Your answer must match the material exactly, line for line.

▸ **THE DATA**
######

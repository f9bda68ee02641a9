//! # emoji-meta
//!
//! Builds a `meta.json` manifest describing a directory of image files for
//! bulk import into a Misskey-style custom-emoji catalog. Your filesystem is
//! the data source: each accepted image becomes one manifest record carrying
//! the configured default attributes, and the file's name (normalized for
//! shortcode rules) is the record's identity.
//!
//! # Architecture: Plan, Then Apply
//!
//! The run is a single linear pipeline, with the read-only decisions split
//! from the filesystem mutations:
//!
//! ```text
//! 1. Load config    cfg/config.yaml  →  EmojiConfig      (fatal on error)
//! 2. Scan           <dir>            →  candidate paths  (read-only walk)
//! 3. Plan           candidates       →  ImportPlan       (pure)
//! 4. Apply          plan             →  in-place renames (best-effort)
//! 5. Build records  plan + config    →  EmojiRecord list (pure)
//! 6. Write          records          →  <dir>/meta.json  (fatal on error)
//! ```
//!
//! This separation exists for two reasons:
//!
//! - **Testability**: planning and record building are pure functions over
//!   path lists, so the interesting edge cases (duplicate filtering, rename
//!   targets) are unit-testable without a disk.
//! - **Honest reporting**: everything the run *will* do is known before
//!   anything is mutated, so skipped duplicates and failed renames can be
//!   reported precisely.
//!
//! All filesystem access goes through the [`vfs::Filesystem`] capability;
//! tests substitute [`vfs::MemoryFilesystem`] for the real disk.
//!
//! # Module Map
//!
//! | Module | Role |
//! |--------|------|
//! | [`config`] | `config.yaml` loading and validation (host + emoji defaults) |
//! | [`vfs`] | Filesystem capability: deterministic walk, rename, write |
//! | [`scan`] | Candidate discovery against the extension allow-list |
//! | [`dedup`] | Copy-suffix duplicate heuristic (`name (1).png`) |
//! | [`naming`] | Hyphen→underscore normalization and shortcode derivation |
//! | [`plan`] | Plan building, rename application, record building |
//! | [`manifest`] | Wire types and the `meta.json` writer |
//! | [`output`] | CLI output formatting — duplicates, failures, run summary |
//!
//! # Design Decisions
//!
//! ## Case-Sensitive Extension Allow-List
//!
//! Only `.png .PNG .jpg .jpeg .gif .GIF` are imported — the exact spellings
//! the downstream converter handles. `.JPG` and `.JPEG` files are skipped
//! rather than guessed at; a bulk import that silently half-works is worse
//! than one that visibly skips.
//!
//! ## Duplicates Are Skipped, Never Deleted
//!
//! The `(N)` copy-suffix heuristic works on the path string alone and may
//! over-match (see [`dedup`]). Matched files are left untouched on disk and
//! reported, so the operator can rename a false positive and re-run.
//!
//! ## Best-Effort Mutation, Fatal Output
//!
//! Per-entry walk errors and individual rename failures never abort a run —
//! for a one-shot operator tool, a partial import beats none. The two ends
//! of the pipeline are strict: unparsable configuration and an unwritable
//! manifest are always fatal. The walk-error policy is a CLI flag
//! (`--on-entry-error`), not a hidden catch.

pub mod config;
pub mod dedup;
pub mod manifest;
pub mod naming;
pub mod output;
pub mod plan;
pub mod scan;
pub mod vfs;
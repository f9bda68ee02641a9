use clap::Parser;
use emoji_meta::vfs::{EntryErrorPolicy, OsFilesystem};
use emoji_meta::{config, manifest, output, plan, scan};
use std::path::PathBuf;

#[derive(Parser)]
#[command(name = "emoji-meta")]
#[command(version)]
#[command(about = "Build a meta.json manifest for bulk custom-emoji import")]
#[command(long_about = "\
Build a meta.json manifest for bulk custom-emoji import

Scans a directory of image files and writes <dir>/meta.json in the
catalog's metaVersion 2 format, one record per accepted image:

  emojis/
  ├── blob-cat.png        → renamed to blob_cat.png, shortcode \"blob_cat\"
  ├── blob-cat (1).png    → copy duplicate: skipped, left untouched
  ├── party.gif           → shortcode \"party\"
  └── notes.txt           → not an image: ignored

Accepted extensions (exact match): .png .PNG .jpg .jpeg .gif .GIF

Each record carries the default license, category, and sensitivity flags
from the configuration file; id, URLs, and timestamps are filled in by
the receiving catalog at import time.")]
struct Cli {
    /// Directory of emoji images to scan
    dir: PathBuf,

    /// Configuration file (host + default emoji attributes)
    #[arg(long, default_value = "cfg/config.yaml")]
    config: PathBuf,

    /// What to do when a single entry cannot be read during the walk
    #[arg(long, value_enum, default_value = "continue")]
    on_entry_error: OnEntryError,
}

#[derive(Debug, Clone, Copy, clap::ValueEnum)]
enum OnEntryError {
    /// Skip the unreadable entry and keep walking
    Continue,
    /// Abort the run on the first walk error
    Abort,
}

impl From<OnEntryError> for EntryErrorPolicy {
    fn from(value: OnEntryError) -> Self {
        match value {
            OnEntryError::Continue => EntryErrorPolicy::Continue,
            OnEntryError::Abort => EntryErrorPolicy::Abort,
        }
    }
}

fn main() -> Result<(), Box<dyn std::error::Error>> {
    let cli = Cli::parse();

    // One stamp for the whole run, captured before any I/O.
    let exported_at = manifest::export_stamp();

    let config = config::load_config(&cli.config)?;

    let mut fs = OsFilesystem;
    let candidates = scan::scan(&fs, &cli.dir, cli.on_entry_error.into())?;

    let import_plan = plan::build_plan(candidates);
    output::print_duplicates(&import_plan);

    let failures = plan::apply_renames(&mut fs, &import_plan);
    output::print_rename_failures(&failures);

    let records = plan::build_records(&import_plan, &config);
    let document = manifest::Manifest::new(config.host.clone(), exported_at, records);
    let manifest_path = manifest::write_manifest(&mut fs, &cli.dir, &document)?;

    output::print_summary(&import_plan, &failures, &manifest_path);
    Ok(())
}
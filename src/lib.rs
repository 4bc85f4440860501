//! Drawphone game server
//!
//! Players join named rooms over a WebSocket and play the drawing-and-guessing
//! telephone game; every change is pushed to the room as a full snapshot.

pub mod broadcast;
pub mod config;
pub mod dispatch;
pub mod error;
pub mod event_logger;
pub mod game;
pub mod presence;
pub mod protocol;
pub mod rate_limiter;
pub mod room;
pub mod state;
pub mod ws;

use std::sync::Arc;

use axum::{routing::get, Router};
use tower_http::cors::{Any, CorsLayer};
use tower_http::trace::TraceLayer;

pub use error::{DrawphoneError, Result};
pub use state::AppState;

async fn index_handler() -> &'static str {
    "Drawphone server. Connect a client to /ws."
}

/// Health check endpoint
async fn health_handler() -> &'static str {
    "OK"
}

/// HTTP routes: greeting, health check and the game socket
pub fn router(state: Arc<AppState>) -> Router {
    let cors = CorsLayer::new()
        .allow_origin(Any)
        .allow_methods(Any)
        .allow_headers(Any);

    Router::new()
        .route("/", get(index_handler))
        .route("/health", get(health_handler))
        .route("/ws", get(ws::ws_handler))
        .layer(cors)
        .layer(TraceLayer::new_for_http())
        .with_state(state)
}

######

▸ **SOLVED PROBLEM**
repository f9bda68ee02641a9
//! # emoji-meta
//!
//! Builds a `meta.json` manifest describing a directory of image files for
//! bulk import into a Misskey-style custom-emoji catalog. Your filesystem is
//! the data source: each accepted image becomes one manifest record carrying
//! the configured default attributes, and the file's name (normalized for
//! shortcode rules) is the record's identity.
//!
//! # Architecture: Plan, Then Apply
//!
//! The run is a single linear pipeline, with the read-only decisions split
//! from the filesystem mutations:
//!
//! ```text
//! 1. Load config    cfg/config.yaml  →  EmojiConfig      (fatal on error)
//! 2. Scan           <dir>            →  candidate paths  (read-only walk)
//! 3. Plan           candidates       →  ImportPlan       (pure)
//! 4. Apply          plan             →  in-place renames (best-effort)
//! 5. Build records  plan + config    →  EmojiRecord list (pure)
//! 6. Write          records          →  <dir>/meta.json  (fatal on error)
//! ```
//!
//! This separation exists for two reasons:
//!
//! - **Testability**: planning and record building are pure functions over
//!   path lists, so the interesting edge cases (duplicate filtering, rename
//!   targets) are unit-testable without a disk.
//! - **Honest reporting**: everything the run *will* do is known before
//!   anything is mutated, so skipped duplicates and failed renames can be
//!   reported precisely.
//!
//! All filesystem access goes through the [`vfs::Filesystem`] capability;
//! tests substitute [`vfs::MemoryFilesystem`] for the real disk.
//!
//! # Module Map
//!
//! | Module | Role |
//! |--------|------|
//! | [`config`] | `config.yaml` loading and validation (host + emoji defaults) |
//! | [`vfs`] | Filesystem capability: deterministic walk, rename, write |
//! | [`scan`] | Candidate discovery against the extension allow-list |
//! | [`dedup`] | Copy-suffix duplicate heuristic (`name (1).png`) |
//! | [`naming`] | Hyphen→underscore normalization and shortcode derivation |
//! | [`plan`] | Plan building, rename application, record building |
//! | [`manifest`] | Wire types and the `meta.json` writer |
//! | [`output`] | CLI output formatting — duplicates, failures, run summary |
//!
//! # Design Decisions
//!
//! ## Case-Sensitive Extension Allow-List
//!
//! Only `.png .PNG .jpg .jpeg .gif .GIF` are imported — the exact spellings
//! the downstream converter handles. `.JPG` and `.JPEG` files are skipped
//! rather than guessed at; a bulk import that silently half-works is worse
//! than one that visibly skips.
//!
//! ## Duplicates Are Skipped, Never Deleted
//!
//! The `(N)` copy-suffix heuristic works on the path string alone and may
//! over-match (see [`dedup`]). Matched files are left untouched on disk and
//! reported, so the operator can rename a false positive and re-run.
//!
//! ## Best-Effort Mutation, Fatal Output
//!
//! Per-entry walk errors and individual rename failures never abort a run —
//! for a one-shot operator tool, a partial import beats none. The two ends
//! of the pipeline are strict: unparsable configuration and an unwritable
//! manifest are always fatal. The walk-error policy is a CLI flag
//! (`--on-entry-error`), not a hidden catch.

pub mod config;
pub mod dedup;
pub mod manifest;
pub mod naming;
pub mod output;
pub mod plan;
pub mod scan;
pub mod vfs;
repository f9bda68ee02641a9
use clap::Parser;
use emoji_meta::vfs::{EntryErrorPolicy, OsFilesystem};
use emoji_meta::{config, manifest, output, plan, scan};
use std::path::PathBuf;

#[derive(Parser)]
#[command(name = "emoji-meta")]
#[command(version)]
#[command(about = "Build a meta.json manifest for bulk custom-emoji import")]
#[command(long_about = "\
Build a meta.json manifest for bulk custom-emoji import

Scans a directory of image files and writes <dir>/meta.json in the
catalog's metaVersion 2 format, one record per accepted image:

  emojis/
  ├── blob-cat.png        → renamed to blob_cat.png, shortcode \"blob_cat\"
  ├── blob-cat (1).png    → copy duplicate: skipped, left untouched
  ├── party.gif           → shortcode \"party\"
  └── notes.txt           → not an image: ignored

Accepted extensions (exact match): .png .PNG .jpg .jpeg .gif .GIF

Each record carries the default license, category, and sensitivity flags
from the configuration file; id, URLs, and timestamps are filled in by
the receiving catalog at import time.")]
struct Cli {
    /// Directory of emoji images to scan
    dir: PathBuf,

    /// Configuration file (host + default emoji attributes)
    #[arg(long, default_value = "cfg/config.yaml")]
    config: PathBuf,

    /// What to do when a single entry cannot be read during the walk
    #[arg(long, value_enum, default_value = "continue")]
    on_entry_error: OnEntryError,
}

#[derive(Debug, Clone, Copy, clap::ValueEnum)]
enum OnEntryError {
    /// Skip the unreadable entry and keep walking
    Continue,
    /// Abort the run on the first walk error
    Abort,
}

impl From<OnEntryError> for EntryErrorPolicy {
    fn from(value: OnEntryError) -> Self {
        match value {
            OnEntryError::Continue => EntryErrorPolicy::Continue,
            OnEntryError::Abort => EntryErrorPolicy::Abort,
        }
    }
}

fn main() -> Result<(), Box<dyn std::error::Error>> {
    let cli = Cli::parse();

    // One stamp for the whole run, captured before any I/O.
    let exported_at = manifest::export_stamp();

    let config = config::load_config(&cli.config)?;

    let mut fs = OsFilesystem;
    let candidates = scan::scan(&fs, &cli.dir, cli.on_entry_error.into())?;

    let import_plan = plan::build_plan(candidates);
    output::print_duplicates(&import_plan);

    let failures = plan::apply_renames(&mut fs, &import_plan);
    output::print_rename_failures(&failures);

    let records = plan::build_records(&import_plan, &config);
    let document = manifest::Manifest::new(config.host.clone(), exported_at, records);
    let manifest_path = manifest::write_manifest(&mut fs, &cli.dir, &document)?;

    output::print_summary(&import_plan, &failures, &manifest_path);
    Ok(())
}
filename src/lib.rs
repository 4bc85f4440860501
//! Drawphone game server
//!
//! Players join named rooms over a WebSocket and play the drawing-and-guessing
//! telephone game; every change is pushed to the room as a full snapshot.

pub mod broadcast;
pub mod config;
pub mod dispatch;
pub mod error;
pub mod event_logger;
pub mod game;
pub mod presence;
pub mod protocol;
pub mod rate_limiter;
pub mod room;
pub mod state;
pub mod ws;

use std::sync::Arc;

use axum::{routing::get, Router};
use tower_http::cors::{Any, CorsLayer};
use tower_http::trace::TraceLayer;

pub use error::{DrawphoneError, Result};
pub use state::AppState;

async fn index_handler() -> &'static str {
    "Drawphone server. Connect a client to /ws."
}

/// Health check endpoint
async fn health_handler() -> &'static str {
    "OK"
}

/// HTTP routes: greeting, health check and the game socket
pub fn router(state: Arc<AppState>) -> Router {
    let cors = CorsLayer::new()
        .allow_origin(Any)
        .allow_methods(Any)
        .allow_headers(Any);

    Router::new()
        .route("/", get(index_handler))
        .route("/health", get(health_handler))
        .route("/ws", get(ws::ws_handler))
        .layer(cors)
        .layer(TraceLayer::new_for_http())
        .with_state(state)
}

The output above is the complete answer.